- Material for this task -
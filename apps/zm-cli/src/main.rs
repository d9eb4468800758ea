mod error;
mod report;

use std::path::{Path, PathBuf};

use clap::{ArgAction, Parser, Subcommand, ValueEnum};
use serde::Serialize;
use tracing::{debug, info};
use tracing_subscriber::EnvFilter;
use zm_core::ZoneId;
use zm_project::{MazeConfig, ScopeDef, ScoreDef, generate, load};
use zm_score::{Amount, Scope, ScoreEngine, ScoreKind, SolutionBuilder, SpreadLocations};
use zm_zones::ZonedMaze;

use crate::error::{CliError, CliResult};
use crate::report::{MazeReport, SolutionReport, render_ascii, score_rows, spread_rows};

#[derive(Parser)]
#[command(name = "zm-cli")]
#[command(about = "Zoned maze CLI - grow, score and place over zoned mazes", long_about = None)]
struct Cli {
    /// Print machine-readable JSON instead of text
    #[arg(long, global = true)]
    json: bool,
    /// Increase log verbosity (-v info, -vv debug); RUST_LOG overrides
    #[arg(short, long, action = ArgAction::Count, global = true)]
    verbose: u8,
    #[command(subcommand)]
    command: Commands,
}

#[derive(Subcommand)]
enum Commands {
    /// Validate a maze file
    Validate {
        /// Path to the maze YAML or JSON file
        config: PathBuf,
    },
    /// Grow the maze and print its zones
    Generate {
        config: PathBuf,
        /// Override the file's seed
        #[arg(long)]
        seed: Option<u64>,
    },
    /// Grow the maze and print per-node scores
    Score {
        config: PathBuf,
        #[arg(long)]
        seed: Option<u64>,
    },
    /// Build the key-gated solution path
    Solve {
        config: PathBuf,
        #[arg(long)]
        seed: Option<u64>,
        /// Score used to pick each zone's key location
        #[arg(long, value_enum)]
        score: Option<ScoreArg>,
        /// Zone visit order, e.g. 0,2,1
        #[arg(long, value_delimiter = ',')]
        order: Option<Vec<u32>>,
    },
    /// Spread locations over the maze
    Spread {
        config: PathBuf,
        #[arg(long)]
        seed: Option<u64>,
        /// Number of locations
        #[arg(long, conflicts_with = "ratio")]
        count: Option<usize>,
        /// Fraction of each region's nodes
        #[arg(long)]
        ratio: Option<f64>,
        #[arg(long, value_enum)]
        scope: Option<ScopeArg>,
        #[arg(long, value_enum)]
        score: Option<ScoreArg>,
    },
}

#[derive(Debug, Clone, Copy, ValueEnum)]
enum ScoreArg {
    Entry,
    Exit,
    DeadEnd,
    Combined,
}

impl From<ScoreArg> for ScoreKind {
    fn from(arg: ScoreArg) -> Self {
        match arg {
            ScoreArg::Entry => ScoreKind::Entry,
            ScoreArg::Exit => ScoreKind::Exit,
            ScoreArg::DeadEnd => ScoreKind::DeadEnd,
            ScoreArg::Combined => ScoreKind::Combined,
        }
    }
}

#[derive(Debug, Clone, Copy, ValueEnum)]
enum ScopeArg {
    Global,
    Zone,
    Part,
}

impl From<ScopeArg> for Scope {
    fn from(arg: ScopeArg) -> Self {
        match arg {
            ScopeArg::Global => Scope::Global,
            ScopeArg::Zone => Scope::PerZone,
            ScopeArg::Part => Scope::PerPart,
        }
    }
}

fn score_kind(def: ScoreDef) -> ScoreKind {
    match def {
        ScoreDef::DeadEnd => ScoreKind::DeadEnd,
        ScoreDef::Entry => ScoreKind::Entry,
        ScoreDef::Exit => ScoreKind::Exit,
        ScoreDef::Combined => ScoreKind::Combined,
    }
}

fn scope_of(def: ScopeDef) -> Scope {
    match def {
        ScopeDef::Global => Scope::Global,
        ScopeDef::Zone => Scope::PerZone,
        ScopeDef::Part => Scope::PerPart,
    }
}

fn init_tracing(verbose: u8) {
    let default = match verbose {
        0 => "warn",
        1 => "info",
        _ => "debug",
    };
    let filter = EnvFilter::try_from_default_env().unwrap_or_else(|_| EnvFilter::new(default));
    tracing_subscriber::fmt()
        .with_env_filter(filter)
        .with_writer(std::io::stderr)
        .init();
}

fn main() -> CliResult<()> {
    let cli = Cli::parse();
    init_tracing(cli.verbose);
    let json = cli.json;

    match cli.command {
        Commands::Validate { config } => cmd_validate(&config, json),
        Commands::Generate { config, seed } => cmd_generate(&config, seed, json),
        Commands::Score { config, seed } => cmd_score(&config, seed, json),
        Commands::Solve {
            config,
            seed,
            score,
            order,
        } => cmd_solve(&config, seed, score, order, json),
        Commands::Spread {
            config,
            seed,
            count,
            ratio,
            scope,
            score,
        } => cmd_spread(&config, seed, count, ratio, scope, score, json),
    }
}

fn print_json<T: Serialize>(value: &T) -> CliResult<()> {
    println!("{}", serde_json::to_string_pretty(value)?);
    Ok(())
}

fn grow(path: &Path, seed: Option<u64>) -> CliResult<(MazeConfig, ZonedMaze, u64)> {
    let config = load(path)?;
    let seed = seed.unwrap_or(config.seed);
    info!(path = %path.display(), seed, "loaded maze file");
    let maze = generate(&config, Some(seed))?;
    Ok((config, maze, seed))
}

fn cmd_validate(path: &Path, json: bool) -> CliResult<()> {
    // Loading validates.
    let config = load(path)?;
    if json {
        #[derive(Serialize)]
        struct Valid<'a> {
            name: &'a str,
            zones: usize,
            valid: bool,
        }
        return print_json(&Valid {
            name: &config.name,
            zones: config.zones.len(),
            valid: true,
        });
    }
    println!("Validating maze file: {}", path.display());
    println!("✓ '{}' is valid ({} zones)", config.name, config.zones.len());
    Ok(())
}

fn cmd_generate(path: &Path, seed: Option<u64>, json: bool) -> CliResult<()> {
    let (config, maze, seed) = grow(path, seed)?;
    let report = MazeReport::new(&config.name, seed, &maze);
    if json {
        return print_json(&report);
    }

    println!("✓ Grew '{}' with seed {}: {} nodes", report.name, seed, report.nodes);
    for zone in &report.zones {
        println!(
            "  zone {}: {} nodes, {} parts, {} doors out, {} open",
            zone.zone,
            zone.nodes,
            zone.parts.len(),
            zone.doors_out,
            zone.open_nodes
        );
    }
    println!();
    print!("{}", render_ascii(&maze, &[]));
    Ok(())
}

fn cmd_score(path: &Path, seed: Option<u64>, json: bool) -> CliResult<()> {
    let (_, maze, _) = grow(path, seed)?;
    let scores = ScoreEngine::compute_scores(&maze);
    let rows = score_rows(&maze, &scores);
    if json {
        return print_json(&rows);
    }

    println!(
        "{:>5} {:>9} {:>4} {:>4} {:>8} {:>6} {:>6} {:>5}",
        "node", "pos", "zone", "part", "dead_end", "entry", "exit", "paths"
    );
    for r in rows {
        let paths = format!(
            "{}{}",
            if r.entry_path { "E" } else { "-" },
            if r.exit_path { "X" } else { "-" }
        );
        println!(
            "{:>5} {:>9} {:>4} {:>4} {:>8.3} {:>6.3} {:>6.3} {:>5}",
            r.node.to_string(),
            r.position.to_string(),
            r.zone.to_string(),
            r.part.to_string(),
            r.dead_end,
            r.entry,
            r.exit,
            paths
        );
    }
    Ok(())
}

fn cmd_solve(
    path: &Path,
    seed: Option<u64>,
    score: Option<ScoreArg>,
    order: Option<Vec<u32>>,
    json: bool,
) -> CliResult<()> {
    let (config, maze, _) = grow(path, seed)?;
    let kind = match score {
        Some(arg) => ScoreKind::from(arg),
        None => score_kind(config.placement.map(|p| p.keys_score).unwrap_or_default()),
    };

    let mut scores = ScoreEngine::compute_scores(&maze);
    let mut builder = SolutionBuilder::new(&maze);
    if let Some(order) = order {
        builder = builder.visit_order(parse_order(&order, maze.zones().len())?);
    }
    let solution = builder.build(&mut scores, |s| kind.value(s))?;
    let report = SolutionReport::new(&maze, &solution);
    if json {
        return print_json(&report);
    }

    println!("✓ Solution through {} zones", report.stops.len());
    for stop in &report.stops {
        println!("  zone {} key at {}", stop.zone, stop.position);
    }
    println!("  Path length: {} ({} unconstrained)", report.path_length, report.shortest_length);
    println!("  Redundancy: {:.3}", report.redundancy);
    println!("  Concentration: {:.3}", report.concentration_index);
    println!("  Detour ratio: {:.3}", report.detour_ratio);
    let keys: Vec<_> = solution.stops.iter().map(|s| s.node).collect();
    println!();
    print!("{}", render_ascii(&maze, &keys));
    Ok(())
}

fn cmd_spread(
    path: &Path,
    seed: Option<u64>,
    count: Option<usize>,
    ratio: Option<f64>,
    scope: Option<ScopeArg>,
    score: Option<ScoreArg>,
    json: bool,
) -> CliResult<()> {
    let (config, maze, _) = grow(path, seed)?;
    let treasures = config.placement.as_ref().and_then(|p| p.treasures.clone());

    let amount = match (count, ratio, &treasures) {
        (Some(n), _, _) => Amount::Count(n),
        (None, Some(r), _) => Amount::Ratio(r),
        (None, None, Some(t)) => match (t.count, t.ratio) {
            (Some(n), _) => Amount::Count(n.max(0) as usize),
            (None, Some(r)) => Amount::Ratio(r),
            (None, None) => return Err(missing_amount()),
        },
        (None, None, None) => return Err(missing_amount()),
    };
    let scope = match (scope, &treasures) {
        (Some(arg), _) => Scope::from(arg),
        (None, Some(t)) => scope_of(t.scope),
        (None, None) => Scope::Global,
    };
    let kind = match (score, &treasures) {
        (Some(arg), _) => ScoreKind::from(arg),
        (None, Some(t)) => score_kind(t.score),
        (None, None) => ScoreKind::Combined,
    };

    debug!(?amount, ?scope, ?kind, "spreading locations");
    let scores = ScoreEngine::compute_scores(&maze);
    let spreads = SpreadLocations::new(&maze, &scores).place(scope, amount, |s| kind.value(s))?;
    let rows = spread_rows(&maze, &spreads);
    if json {
        return print_json(&rows);
    }

    for row in &rows {
        let cells: Vec<String> = row.nodes.iter().map(|p| p.to_string()).collect();
        println!(
            "{}: {} placed (min distance {}): {}",
            row.region,
            row.nodes.len(),
            row.min_distance,
            cells.join(" ")
        );
    }
    let placed: Vec<_> = spreads
        .iter()
        .flat_map(|s| s.result.nodes.iter().copied())
        .collect();
    println!();
    print!("{}", render_ascii(&maze, &placed));
    Ok(())
}

/// Turn `--order` indices into zone ids, rejecting zones the maze does not have.
fn parse_order(order: &[u32], zones: usize) -> CliResult<Vec<ZoneId>> {
    order
        .iter()
        .map(|&index| {
            ZoneId::try_from_index(index)
                .filter(|z| z.slot() < zones)
                .ok_or_else(|| {
                    CliError::InvalidArg(format!(
                        "--order: zone {index} does not exist (maze has {zones} zones)"
                    ))
                })
        })
        .collect()
}

fn missing_amount() -> CliError {
    CliError::InvalidArg("give --count or --ratio, or set placement.treasures".to_string())
}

- Task directions -
Examine the records and report how many lines contain the string "verbose". Only the number should be given.

- Answer space -
4